{tidycovid19}: New data and documentation

[This article was first published on An Accounting and Data Science Nerd's Corner, and kindly contributed to R-bloggers]. (You can report issue about the content on this page here)
Want to share your content on R-bloggers? click here if you have a blog, or here if you don't.

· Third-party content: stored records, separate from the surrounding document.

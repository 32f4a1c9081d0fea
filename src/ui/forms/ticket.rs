//! Support ticket view

use super::{draw_button_row, draw_field_stack, draw_heading};
use crate::app::App;
use crate::state::{StepGroup, TicketSection};
use ratatui::{
    layout::{Constraint, Direction, Layout, Rect},
    style::{Color, Modifier, Style},
    text::Span,
    widgets::Paragraph,
    Frame,
};

pub fn draw_ticket(frame: &mut Frame, area: Rect, app: &App) {
    let form = &app.state.ticket;
    let mut area = draw_heading(frame, area, "Submit a Support Ticket", None);

    for (index, section) in TicketSection::ALL.iter().enumerate() {
        let unlocked = form.sections.is_interactive(index);
        let chunks = Layout::default()
            .direction(Direction::Vertical)
            .constraints([Constraint::Length(1), Constraint::Min(0)])
            .split(area);

        let (marker, style) = if form.sections.is_ready(index) {
            ("✓", Style::default().fg(Color::Green))
        } else if unlocked {
            ("•", Style::default().add_modifier(Modifier::BOLD))
        } else {
            ("🔒", Style::default().fg(Color::DarkGray))
        };
        frame.render_widget(
            Paragraph::new(Span::styled(
                format!("{marker} {}. {}", index + 1, section.title()),
                style,
            )),
            chunks[0],
        );

        let indices: Vec<usize> = section
            .field_ids()
            .iter()
            .filter_map(|id| form.fields.index_of(id))
            .collect();
        area = draw_field_stack(frame, chunks[1], &form.fields, &indices, &|_: &str| {
            unlocked
        });
    }

    draw_button_row(frame, area, &[("Submit Ticket", form.can_submit())], 0);
}
//! UI module for rendering the TUI

mod components;
mod forms;
mod home;
mod layout;

use crate::app::App;
use crate::routes::Route;
use crate::state::GateState;
use components::{
    render_error_dialog, render_outcome_dialog, render_pending_dialog, render_priority_dialog,
};
use ratatui::{
    layout::{Alignment, Rect},
    style::{Color, Style},
    widgets::Paragraph,
    Frame,
};

/// Main draw function
pub fn draw(frame: &mut Frame, app: &App) {
    let area = frame.area();
    let (sidebar_area, main_area) = layout::create_layout(area);

    layout::draw_sidebar(frame, sidebar_area, app);

    let route = app.state.current_route;
    if matches!(app.gate_state(), Some(GateState::Checking)) {
        draw_placeholder(frame, main_area, "Checking your session...");
    } else {
        match route {
            Route::Home => home::draw(frame, main_area, app),
            Route::SignIn => forms::draw_sign_in(frame, main_area, app),
            Route::SignUp => forms::draw_registration(frame, main_area, app),
            Route::IdRequest => forms::draw_id_request(frame, main_area, app),
            Route::Ticket => forms::draw_ticket(frame, main_area, app),
            Route::Contact => forms::draw_contact(frame, main_area, app),
            Route::InProgress => home::draw_in_progress(frame, main_area),
        }
    }

    layout::draw_status_bar(frame, app);

    // Modals, topmost last
    if let Some(priority) = &app.state.ticket.priority_notice {
        render_priority_dialog(frame, priority);
    }
    if let Some(outcome) = &app.state.outcome {
        let subject = match route {
            Route::Ticket => "ticket",
            Route::Contact => "message",
            _ => "form",
        };
        render_outcome_dialog(frame, outcome, subject);
    }
    // Submissions already show their pending outcome
    if let (Some(pending), None) = (&app.state.pending, &app.state.outcome) {
        render_pending_dialog(frame, pending.label());
    }
    if let Some(error) = app.state.current_error() {
        render_error_dialog(frame, error);
    }
}

fn draw_placeholder(frame: &mut Frame, area: Rect, text: &str) {
    let y = area.y + area.height / 2;
    let line = Rect {
        y,
        height: 1.min(area.height),
        ..area
    };
    frame.render_widget(
        Paragraph::new(text)
            .alignment(Alignment::Center)
            .style(Style::default().fg(Color::DarkGray)),
        line,
    );
}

A recent update to the {tidycovid19} package brings data on testing, alternative case data, some regional data and proper data documentation. Using all this, you can use the package to explore the associations of (the lifting of) governmental measures, citizen behavior and the Covid-19 spread.

Installation

The Package is hosted on Github. As the underlying data sources change their format and access methods often, I have no plans to publish the package on CRAN for the time being. So, to install the package, you need to have the {remotes} package installed. Then, you can install and attach {tidycovid19} along with some other packages that we will need below by:

remotes::install_github("joachim-gassen/tidycovid19")
library(tidycovid19)
library(tidyverse)
library(ggrepel)
library(gghighlight)
library(zoo)

Included Data Sources

By now, the packages contains the code to download data from nine authoritative data sources:

Each data can be downloaded separately, using its specific download function (download_..._data()). By default, the functions will download the data from the authoritative source and provide some diagnostic messages and a short data description. You can shut up the functions by adding the silent = TRUE parameter. If you use the cached = TRUE parameter, the data will be downloaded from the Github repository of the package, speeding things up considerably. The data in the Github repository is updated daily.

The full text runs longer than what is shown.